Seeing it in person, the house looked like it does in my dreams. Standing there was cathartic, because it reminded me of my origins in a way that almost nothing else has done over the last half-century. The summers spent in Seaside Heights, the sirens of the ambulances as they headed toward Einstein Medical Center, the elderly neighbors next door who would be close to 150 today, all came flooding back. And in an instant I was that little girl who cursed her parents for taking her away from the place she loved, to enter the savage new habitat called “the suburbs.”
Why am I telling you this story, with all the other more important things happening in the world?
This summer marks the fifth anniversary of my mother’s death, and I have only just now started to grieve in the way that she deserves. For the first few years, I absorbed the great weight of my grief by looking elsewhere. It was impossible to look directly into the pit of sadness that her death created, because even my affirming faith in an afterlife was not enough to blunt the trauma to my heart. I made a deliberate attempt not to think of her, other than to remember her on birthdays and anniversaries, and write pithy comments on social media like “as long as we remember them, they are not dead.”

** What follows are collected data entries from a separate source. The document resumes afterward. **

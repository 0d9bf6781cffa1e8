//! Maintenance Operations
//!
//! Bulk admin actions built on the ledger primitives: order lookup by code
//! (with suggestions), delete by code, purge, numbering reset, statistics
//! and the demo catalog seed.

pub mod seed;

pub use seed::seed_demo_catalog;

use shared::error::{AppError, ErrorCode};
use shared::models::{ORDER_NUMBER_PREFIX, Order, PurgeSummary, Statistics};
use sqlx::SqlitePool;
use thiserror::Error;

use crate::catalog::CatalogError;
use crate::db::repository::numbering::ControlRecord;
use crate::db::repository::{RepoError, order as order_repo, product as product_repo, user as user_repo};
use crate::orders::{self, LedgerError, OrderRef, ledger, numbering};

/// At most this many suggestions accompany a failed lookup
const MAX_SIMILAR: i64 = 10;

#[derive(Debug, Error)]
pub enum MaintenanceError {
    #[error("Order {code} not found")]
    OrderNotFound { code: String, similar: Vec<String> },

    #[error(transparent)]
    Ledger(#[from] LedgerError),

    #[error(transparent)]
    Catalog(#[from] CatalogError),

    #[error(transparent)]
    Repo(#[from] RepoError),
}

impl From<sqlx::Error> for MaintenanceError {
    fn from(err: sqlx::Error) -> Self {
        MaintenanceError::Repo(err.into())
    }
}

impl From<MaintenanceError> for AppError {
    fn from(err: MaintenanceError) -> Self {
        match err {
            MaintenanceError::OrderNotFound { ref code, ref similar } => {
                AppError::with_message(ErrorCode::OrderNotFound, err.to_string())
                    .with_detail("code", code.clone())
                    .with_detail("similar", similar.clone())
            }
            MaintenanceError::Ledger(e) => e.into(),
            MaintenanceError::Catalog(e) => e.into(),
            MaintenanceError::Repo(e) => e.into(),
        }
    }
}

pub type MaintenanceResult<T> = Result<T, MaintenanceError>;

/// Numeric part of a code, used for suggestions (`ap-12` -> `12`)
fn numeric_fragment(code: &str) -> &str {
    let prefix_len = ORDER_NUMBER_PREFIX.len();
    match code.get(..prefix_len) {
        Some(head) if head.eq_ignore_ascii_case(ORDER_NUMBER_PREFIX) => &code[prefix_len..],
        _ => code,
    }
}

/// Codes whose numeric part contains the numeric part of `code`
pub async fn similar_codes(pool: &SqlitePool, code: &str) -> MaintenanceResult<Vec<String>> {
    let fragment = numeric_fragment(code.trim());
    if fragment.is_empty() {
        return Ok(Vec::new());
    }
    Ok(order_repo::similar_numbers(pool, &fragment.to_uppercase(), MAX_SIMILAR).await?)
}

async fn not_found_with_suggestions(pool: &SqlitePool, code: &str) -> MaintenanceError {
    let similar = match similar_codes(pool, code).await {
        Ok(similar) => similar,
        Err(e) => {
            tracing::warn!(error = %e, "Similar order lookup failed");
            Vec::new()
        }
    };
    MaintenanceError::OrderNotFound {
        code: code.to_string(),
        similar,
    }
}

/// Find an order by its `AP-NNNN` code (case-insensitive).
///
/// A miss reports similar codes.
pub async fn find_order_by_code(pool: &SqlitePool, code: &str) -> MaintenanceResult<Order> {
    let reference = OrderRef::number(code);
    match ledger::get_order(pool, &reference).await {
        Ok(order) => Ok(order),
        Err(LedgerError::OrderNotFound(code)) => Err(not_found_with_suggestions(pool, &code).await),
        Err(e) => Err(e.into()),
    }
}

/// Delete an order by code, same effect as [`orders::delete_order`]
pub async fn delete_order_by_code(pool: &SqlitePool, code: &str) -> MaintenanceResult<Order> {
    let reference = OrderRef::number(code);
    match orders::delete_order(pool, &reference).await {
        Ok(order) => Ok(order),
        Err(LedgerError::OrderNotFound(code)) => Err(not_found_with_suggestions(pool, &code).await),
        Err(e) => Err(e.into()),
    }
}

/// Restore the stock of every non-cancelled order, delete all orders and
/// start a new numbering epoch, in one transaction.
pub async fn purge_all_orders(pool: &SqlitePool) -> MaintenanceResult<PurgeSummary> {
    let now = shared::util::now_millis();
    let mut tx = pool.begin().await?;

    numbering::reset(&mut tx).await?;

    let all = order_repo::find_all(&mut tx).await?;
    let mut restored = 0usize;
    for order in all.iter().filter(|o| o.status.reserves_stock()) {
        ledger::restore_stock(&mut tx, order, now).await?;
        restored += 1;
    }
    let deleted = order_repo::delete_all(&mut tx).await?;

    tx.commit().await?;

    tracing::warn!(deleted, restored, "All orders purged, numbering reset");
    Ok(PurgeSummary { deleted })
}

/// Start a new numbering epoch; orders and stock are untouched
pub async fn reset_numbering(pool: &SqlitePool) -> MaintenanceResult<ControlRecord> {
    let mut tx = pool.begin().await?;
    let record = numbering::reset(&mut tx).await?;
    tx.commit().await?;
    Ok(record)
}

pub async fn statistics(pool: &SqlitePool) -> MaintenanceResult<Statistics> {
    let total_orders = order_repo::count(pool).await?;
    let total_products = product_repo::count(pool).await?;
    let total_users = user_repo::count(pool).await?;
    let last_order_number = {
        let mut conn = pool.acquire().await?;
        order_repo::latest_number(&mut conn).await?
    };
    let orders = order_repo::digest(pool).await?;

    Ok(Statistics {
        total_orders,
        total_products,
        total_users,
        last_order_number,
        orders,
    })
}

#[cfg(test)]
mod tests {
    use super::*;

    #[test]
    fn test_numeric_fragment() {
        assert_eq!(numeric_fragment("AP-0012"), "0012");
        assert_eq!(numeric_fragment("ap-7"), "7");
        assert_eq!(numeric_fragment("12"), "12");
        assert_eq!(numeric_fragment("AP-"), "");
        assert_eq!(numeric_fragment("A"), "A");
    }
}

Turns out that’s not true.
I now know that even if we think of them every moment of every day, they will still remain insufficiently present in our lives. The best we can hope for is to take pleasure in the physical things that persist, and that formed the stage and the props for the dramas and comedies we lived together. In my mother’s case, this house in Logan was a big part of it.

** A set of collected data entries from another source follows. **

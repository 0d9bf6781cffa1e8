//! CurrentUser extractor
//!
//! For routes that mix public and admin methods on one path: the admin
//! handlers take a [`CurrentUser`] argument and the token is checked before
//! the body is read.

use axum::{extract::FromRequestParts, http::request::Parts};
use shared::error::AppError;

use crate::auth::CurrentUser;
use crate::auth::middleware::authenticate_admin;
use crate::core::ServerState;

impl FromRequestParts<ServerState> for CurrentUser {
    type Rejection = AppError;

    async fn from_request_parts(
        parts: &mut Parts,
        state: &ServerState,
    ) -> Result<Self, Self::Rejection> {
        // Already authenticated by `require_admin`
        if let Some(user) = parts.extensions.get::<CurrentUser>() {
            return Ok(user.clone());
        }

        let user = authenticate_admin(state.get_jwt_service(), &parts.headers, &parts.uri)?;
        parts.extensions.insert(user.clone());
        Ok(user)
    }
}
//! Maintenance statistics

use super::order::OrderStatus;
use serde::{Deserialize, Serialize};

/// One line of the order digest shown on the maintenance page
#[derive(Debug, Clone, PartialEq, Serialize, Deserialize)]
pub struct OrderDigest {
    pub number: String,
    pub status: OrderStatus,
    pub created_at: i64,
}

/// Store-wide counters
#[derive(Debug, Clone, PartialEq, Serialize, Deserialize)]
pub struct Statistics {
    pub total_orders: i64,
    pub total_products: i64,
    pub total_users: i64,
    /// Number of the most recently created order
    pub last_order_number: Option<String>,
    /// Every order sorted by number
    pub orders: Vec<OrderDigest>,
}

/// Result of purging all orders
#[derive(Debug, Clone, Copy, PartialEq, Eq, Serialize, Deserialize)]
pub struct PurgeSummary {
    pub deleted: u64,
}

Looking up at the bay window on the second floor where my bedroom had been, I remembered her creativity. Responding to my pleas for a canopy (way too expensive in those days), she attached a flouncy valance to the ceiling above my bed and convinced me that it really was a canopy. And it was.
Peeking into the backyard where two beautiful pear trees had been but were no more, I remembered how my mother planted a vegetable garden like generations of Italians before her, and came up with bumper crops of tomatoes for gravy.
Gazing at the front porch, I visualized her rocking one of my brothers when he had fallen on the steps and skinned a knee, and I almost smelled the Bactine and alcohol. I also remembered the time when, dressed in her bathrobe and fuzzy slippers, she had to burglarize her own home by breaking and climbing through the front window because my then-4-year-old brother locked her out when she walked me to the bus stop.
And then I thought of my father, who made it possible for us to live in this paradise. He worked so hard that we rarely saw him, a fledgling lawyer with four kids under the age of 7 and huge debt. He was so proud that he could provide for us what he’d never had as a child who grew up in foster homes.
Seeing that house, still there, still lovely, still filled with someone else’s family, still capable of creating memories for other children, makes it easier to grieve my beloved parents, who did the best they could for us.